Fenton observes that the pandemic has increased the biopharmaceutical industry’s use of NGS. “COVID-19 has accelerated NGS adoption in many ways,” he says. “Public health labs and researchers have answered the call for increased SARS-CoV-2 sequencing by launching or expanding the use of NGS to identify viral mutations and monitor the spread of new variants of concern.”

And as the pandemic starts to subside, companies that have invested in sequencing are likely to find more applications, Felton suggests. One potential application area is disease diagnosis, particularly now that a decentralized NGS network is being created.

“The NGS network brings the technology closer to the patient and can enable increased access to comprehensive genetic testing at the community level,” Fenton explains. “Through this expanded network, we may soon expect to see NGS used more broadly for infectious disease surveillance, for example.
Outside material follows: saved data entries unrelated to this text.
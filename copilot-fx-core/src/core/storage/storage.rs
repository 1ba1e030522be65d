use std::fs;
use std::fs::OpenOptions;
use std::io::{ErrorKind, Read, Write};
use std::path::{Path, PathBuf};

use log::{debug, trace, warn};
use serde::de::DeserializeOwned;
use serde::Serialize;

use crate::core::storage;
use crate::core::storage::StorageError;

const TEMP_EXTENSION: &str = "tmp";

/// The storage module is responsible for storing and retrieving metric files from the file system.
///
/// All files are stored relative to the base path of the storage, which is the data directory
/// of the application.
#[derive(Debug, Clone, PartialEq)]
pub struct Storage {
    base_path: PathBuf,
}

impl Storage {
    /// Creates and returns a new instance of `StorageOptions` for configuring storage operations.
    pub fn options(&self) -> StorageOptions {
        StorageOptions::new(self.base_path.clone())
    }

    /// The base path of this storage.
    pub fn path(&self) -> &Path {
        self.base_path.as_path()
    }

    /// Retrieve the filenames of all regular files within the storage.
    ///
    /// A missing storage directory is a valid empty state and returns no filenames.
    /// The returned filenames are sorted lexicographically.
    ///
    /// # Returns
    ///
    /// The sorted filenames within the storage, or a [StorageError] when the directory couldn't be read.
    pub fn filenames(&self) -> storage::Result<Vec<String>> {
        let absolute_path = self.base_path.to_str().unwrap_or_default();

        if !self.base_path.exists() {
            trace!("Storage directory {} doesn't exist, returning empty file list", absolute_path);
            return Ok(Vec::new());
        }

        let entries = fs::read_dir(&self.base_path)
            .map_err(|e| StorageError::IO(absolute_path.to_string(), e.to_string()))?;
        let mut filenames: Vec<String> = Vec::new();

        for entry in entries {
            match entry {
                Ok(entry) => {
                    if entry.path().is_file() {
                        if let Some(filename) = entry.file_name().to_str() {
                            filenames.push(filename.to_string());
                        }
                    }
                }
                Err(e) => warn!("Unable to read directory entry, {}", e),
            }
        }

        filenames.sort();
        Ok(filenames)
    }

    /// Deletes a file at the specified filepath relative to the storage.
    ///
    /// # Arguments
    ///
    /// * `filepath` - The path to the file to be deleted.
    ///
    /// # Returns
    ///
    /// A `Result` indicating the success or failure of the operation.
    pub fn delete_path<P: AsRef<Path>>(&self, filepath: P) -> storage::Result<()> {
        Self::delete(self.base_path.join(filepath))
    }

    /// Delete the given path from the system.
    pub fn delete<P: AsRef<Path>>(path: P) -> storage::Result<()> {
        let path = path.as_ref();
        let absolute_path = path.to_str().unwrap_or_default();
        debug!("Deleting path {}", absolute_path);

        fs::remove_file(path).map_err(|e| {
            if e.kind() == ErrorKind::NotFound {
                StorageError::NotFound(absolute_path.to_string())
            } else {
                StorageError::IO(absolute_path.to_string(), e.to_string())
            }
        })
    }
}

impl From<&str> for Storage {
    fn from(value: &str) -> Self {
        Self {
            base_path: PathBuf::from(value),
        }
    }
}

impl From<&Path> for Storage {
    fn from(value: &Path) -> Self {
        Self {
            base_path: value.to_path_buf(),
        }
    }
}

/// Options for configuring storage behavior.
#[derive(Debug)]
pub struct StorageOptions {
    path: PathBuf,
    make_dirs: bool,
}

impl StorageOptions {
    fn new<P: AsRef<Path>>(initial_path: P) -> Self {
        Self {
            path: PathBuf::from(initial_path.as_ref()),
            make_dirs: false,
        }
    }

    /// Sets whether the storage parent directories of the file should be created.
    ///
    /// # Arguments
    ///
    /// * `make_dirs` - A boolean indicating if parent directories should be created if they don't exist.
    pub fn make_dirs(mut self, make_dirs: bool) -> Self {
        self.make_dirs = make_dirs;
        self
    }

    /// Creates a `Serializer` storage instance with the provided filename.
    ///
    /// # Arguments
    ///
    /// * `filename` - The filename for the `SerializerStorage`.
    pub fn serializer<F: AsRef<str>>(self, filename: F) -> SerializerStorage {
        SerializerStorage {
            path: self.path.join(filename.as_ref()),
            make_dirs: self.make_dirs,
        }
    }
}

/// Storage for serializing and deserializing JSON data.
#[derive(Debug)]
pub struct SerializerStorage {
    path: PathBuf,
    make_dirs: bool,
}

impl SerializerStorage {
    /// Checks if the storage file exists.
    pub fn exists(&self) -> bool {
        self.path.exists()
    }

    /// Reads the stored data from the storage file.
    ///
    /// # Returns
    ///
    /// The deserialized data if successful, or a `StorageError` if reading failed.
    ///
    /// # Generic Parameters
    ///
    /// * `T` - The type to deserialize the stored data into.
    pub fn read<T>(self) -> storage::Result<T>
    where
        T: DeserializeOwned,
    {
        let absolute_path = self.absolute_path();
        let mut file = self.read_open()?;

        trace!("Reading storage file {}", absolute_path);
        let mut data = String::new();
        file.read_to_string(&mut data)
            .map_err(|e| StorageError::ReadingFailed(absolute_path.clone(), e.to_string()))?;

        match serde_json::from_str::<T>(data.as_str()) {
            Ok(e) => {
                debug!("File {} has been loaded", absolute_path);
                Ok(e)
            }
            Err(e) => {
                debug!("File {} is invalid, {}", absolute_path, &e);
                Err(StorageError::ReadingFailed(absolute_path, e.to_string()))
            }
        }
    }

    /// Writes the given value to the storage file.
    ///
    /// The value is serialized up-front and written to a temporary file which replaces the
    /// storage file only after all bytes have been written. A failed write never leaves a
    /// partially written storage file behind.
    ///
    /// # Arguments
    ///
    /// * `value` - The value to write to the storage file.
    ///
    /// # Returns
    ///
    /// The path of the storage file if successful, or a `StorageError` if writing failed.
    pub fn write<T>(self, value: &T) -> storage::Result<PathBuf>
    where
        T: Serialize,
    {
        let absolute_path = self.absolute_path();

        trace!("Serializing storage data for {}", absolute_path);
        let data = serde_json::to_string_pretty(value)
            .map_err(|e| StorageError::WritingFailed(absolute_path.clone(), e.to_string()))?;

        self.create_parent_directories_if_needed()?;
        let temp_path = self.path.with_extension(TEMP_EXTENSION);

        trace!("Writing {} bytes to storage file {:?}", data.len(), temp_path);
        let write_result = OpenOptions::new()
            .create(true)
            .truncate(true)
            .write(true)
            .open(temp_path.as_path())
            .and_then(|mut file| file.write_all(data.as_bytes()));
        if let Err(e) = write_result {
            let _ = fs::remove_file(temp_path.as_path());
            return Err(StorageError::WritingFailed(absolute_path, e.to_string()));
        }

        fs::rename(temp_path.as_path(), self.path.as_path()).map_err(|e| {
            let _ = fs::remove_file(temp_path.as_path());
            StorageError::WritingFailed(absolute_path.clone(), e.to_string())
        })?;

        debug!("Storage file {} has been saved", absolute_path);
        Ok(self.path)
    }

    fn absolute_path(&self) -> String {
        self.path.to_str().unwrap_or_default().to_string()
    }

    fn read_open(&self) -> storage::Result<fs::File> {
        trace!("Opening storage file {:?}", self.path);
        OpenOptions::new()
            .read(true)
            .open(self.path.as_path())
            .map_err(|e| {
                let absolute_path = self.absolute_path();
                trace!("File {} couldn't be opened, {}", absolute_path, e);

                if e.kind() == ErrorKind::NotFound {
                    StorageError::NotFound(absolute_path)
                } else {
                    StorageError::ReadingFailed(absolute_path, e.to_string())
                }
            })
    }

    fn create_parent_directories_if_needed(&self) -> storage::Result<()> {
        if self.make_dirs {
            if let Some(parent) = self.path.parent() {
                let parent_absolute_path = parent.to_str().unwrap_or_default();
                trace!("Creating parent directories {}", parent_absolute_path);
                if let Err(e) = fs::create_dir_all(parent) {
                    warn!("Failed to create parent directories, {}", e);
                    return Err(StorageError::IO(parent_absolute_path.to_string(), e.to_string()));
                }
            }
        }

        Ok(())
    }
}

#[cfg(test)]
mod tests {
    use std::collections::HashMap;

    use tempfile::tempdir;

    use crate::init_logger;
    use crate::testing::{read_test_file, write_test_file};

    use super::*;

    #[test]
    fn test_from_directory_should_use_given_path() {
        let temp_dir = tempdir().unwrap();
        let temp_path = temp_dir.path().to_str().unwrap();
        let expected_result = PathBuf::from(temp_path);

        let storage = Storage::from(temp_path);

        assert_eq!(expected_result, storage.base_path)
    }

    #[test]
    fn test_filenames() {
        init_logger!();
        let temp_dir = tempdir().unwrap();
        let temp_path = temp_dir.path().to_str().unwrap();
        write_test_file(temp_dir.path(), "zulu.json", "[]");
        write_test_file(temp_dir.path(), "alpha.json", "[]");
        let storage = Storage::from(temp_path);

        let result = storage.filenames().expect("expected the filenames to have been read");

        assert_eq!(vec!["alpha.json".to_string(), "zulu.json".to_string()], result)
    }

    #[test]
    fn test_filenames_missing_directory() {
        init_logger!();
        let temp_dir = tempdir().unwrap();
        let storage = Storage::from(temp_dir.path().join("lorem").as_path());

        let result = storage.filenames().expect("expected the filenames to have been read");

        assert_eq!(Vec::<String>::new(), result)
    }

    #[test]
    fn test_read() {
        init_logger!();
        let temp_dir = tempdir().unwrap();
        let temp_path = temp_dir.path().to_str().unwrap();
        write_test_file(temp_dir.path(), "data.json", r#"{"lorem": "ipsum"}"#);
        let storage = Storage::from(temp_path);

        let result = storage
            .options()
            .serializer("data.json")
            .read::<HashMap<String, String>>()
            .expect("expected the storage file to have been read");

        assert_eq!(Some(&"ipsum".to_string()), result.get("lorem"))
    }

    #[test]
    fn test_read_invalid_contents() {
        init_logger!();
        let temp_dir = tempdir().unwrap();
        let temp_path = temp_dir.path().to_str().unwrap();
        write_test_file(temp_dir.path(), "data.json", "lorem ipsum dolor");
        let storage = Storage::from(temp_path);

        let result = storage
            .options()
            .serializer("data.json")
            .read::<HashMap<String, String>>();

        match result.err().expect("expected an error to be returned") {
            StorageError::ReadingFailed(_, _) => {}
            _ => assert!(false, "expected StorageError::ReadingFailed to be returned"),
        }
    }

    #[test]
    fn test_read_not_found() {
        init_logger!();
        let temp_dir = tempdir().unwrap();
        let temp_path = temp_dir.path().to_str().unwrap();
        let storage = Storage::from(temp_path);

        let result = storage
            .options()
            .serializer("lorem-ipsum.json")
            .read::<HashMap<String, String>>();

        match result.err().expect("expected an error to be returned") {
            StorageError::NotFound(_) => {}
            _ => assert!(false, "expected StorageError::NotFound to be returned"),
        }
    }

    #[test]
    fn test_write() {
        init_logger!();
        let filename = "test.json";
        let temp_dir = tempdir().unwrap();
        let temp_path = temp_dir.path().to_str().unwrap();
        let storage = Storage::from(temp_path);
        let value: HashMap<String, String> =
            vec![("lorem".to_string(), "ipsum".to_string())].into_iter().collect();

        let result = storage
            .options()
            .serializer(filename)
            .write(&value)
            .expect("expected no error to have occurred");

        assert_eq!(temp_dir.path().join(filename), result);
        let contents = read_test_file(temp_dir.path(), filename);
        assert!(contents.contains("\"lorem\": \"ipsum\""), "expected the value to have been serialized, got {}", contents);
    }

    #[test]
    fn test_write_leaves_no_temp_file() {
        init_logger!();
        let filename = "test.json";
        let temp_dir = tempdir().unwrap();
        let temp_path = temp_dir.path().to_str().unwrap();
        let storage = Storage::from(temp_path);
        let value = vec![1, 2, 3];

        storage
            .options()
            .serializer(filename)
            .write(&value)
            .expect("expected no error to have occurred");

        assert_eq!(vec![filename.to_string()], storage.filenames().unwrap())
    }

    #[test]
    fn test_write_invalid_storage() {
        init_logger!();
        let storage = Storage::from("/invalid/file/path");
        let value = vec![1, 2, 3];

        let result = storage.options().serializer("my-random-filename.json").write(&value);

        assert_eq!(true, result.is_err(), "expected an error to be returned");
        match result.err().unwrap() {
            StorageError::WritingFailed(_, _) => {}
            _ => assert!(false, "expected StorageError::WritingFailed to be returned"),
        }
    }

    #[test]
    fn test_write_make_dirs() {
        init_logger!();
        let temp_dir = tempdir().unwrap();
        let storage = Storage::from(temp_dir.path().join("nested").as_path());
        let value = vec![1, 2, 3];

        let result = storage
            .options()
            .make_dirs(true)
            .serializer("data.json")
            .write(&value)
            .expect("expected no error to have occurred");

        assert!(result.exists(), "expected the storage file {:?} to exist", result)
    }

    #[test]
    fn test_delete_path() {
        init_logger!();
        let filename = "data.json";
        let temp_dir = tempdir().unwrap();
        let temp_path = temp_dir.path().to_str().unwrap();
        write_test_file(temp_dir.path(), filename, "[]");
        let storage = Storage::from(temp_path);

        assert_eq!(Ok(()), storage.delete_path(filename));
        assert_eq!(false, temp_dir.path().join(filename).exists(), "expected the file to have been removed")
    }

    #[test]
    fn test_delete_path_not_found() {
        init_logger!();
        let temp_dir = tempdir().unwrap();
        let temp_path = temp_dir.path().to_str().unwrap();
        let storage = Storage::from(temp_path);

        let result = storage.delete_path("lorem.json");

        match result.err().expect("expected an error to be returned") {
            StorageError::NotFound(_) => {}
            _ => assert!(false, "expected StorageError::NotFound to be returned"),
        }
    }
}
“In addition, expanded use of NGS may enable it to become a standard of care in guiding treatment decision-making for certain cancers, such as lung cancer, where numerous targeted therapies have already been approved and validated in clinical practice.”

Nicod also says that costs need to come down for industry to fully embrace NGS. “The future of NGS is at different levels,” he points out. “First, NGS should evolve to be cheaper and more accessible so that it can be more widely used for scientific and clinical applications, especially in low-income countries, where access is still limited by high capital and running costs.

“Second, we should see an improvement of long-read sequencing that is commonly called third-generation sequencing. This technology already exists but needs to improve in quality or costs. Finally, we will see more methods to apply NGS at single-cell resolution.”

Ensuring quality and regulatory compliance

“Currently NGS is mainly applied during discovery and early development of biopharmaceuticals, but it is used much less during manufacturing or release testing,” Stamm observes. “The main reasons include the challenges associated with using complex hardware/software in a quality-ensured environment.

“In the future, it will be necessary to address data integrity, data reprocessing, and long-term storage issues to meet requirements from regulators. This will open up the field for new applications.”

According to Stamm, contamination testing currently relies on a complicated mix of in vitro/in vivo and single PCR assays. Much of this testing, he suggests, can be handled with an NGS approach, accelerating development and expediting release testing.

Stamm also notes that the use of NGS in drug manufacturing and quality control is of growing interest to organizations such as the U.S. Food and Drug Administration and the European Medicines Agency. “Many regulators are embracing this technology as they understand the advantages of these new tools,” Stamm declares. “It is up to the industry to shift from traditional test methods to new NGS-based solutions.”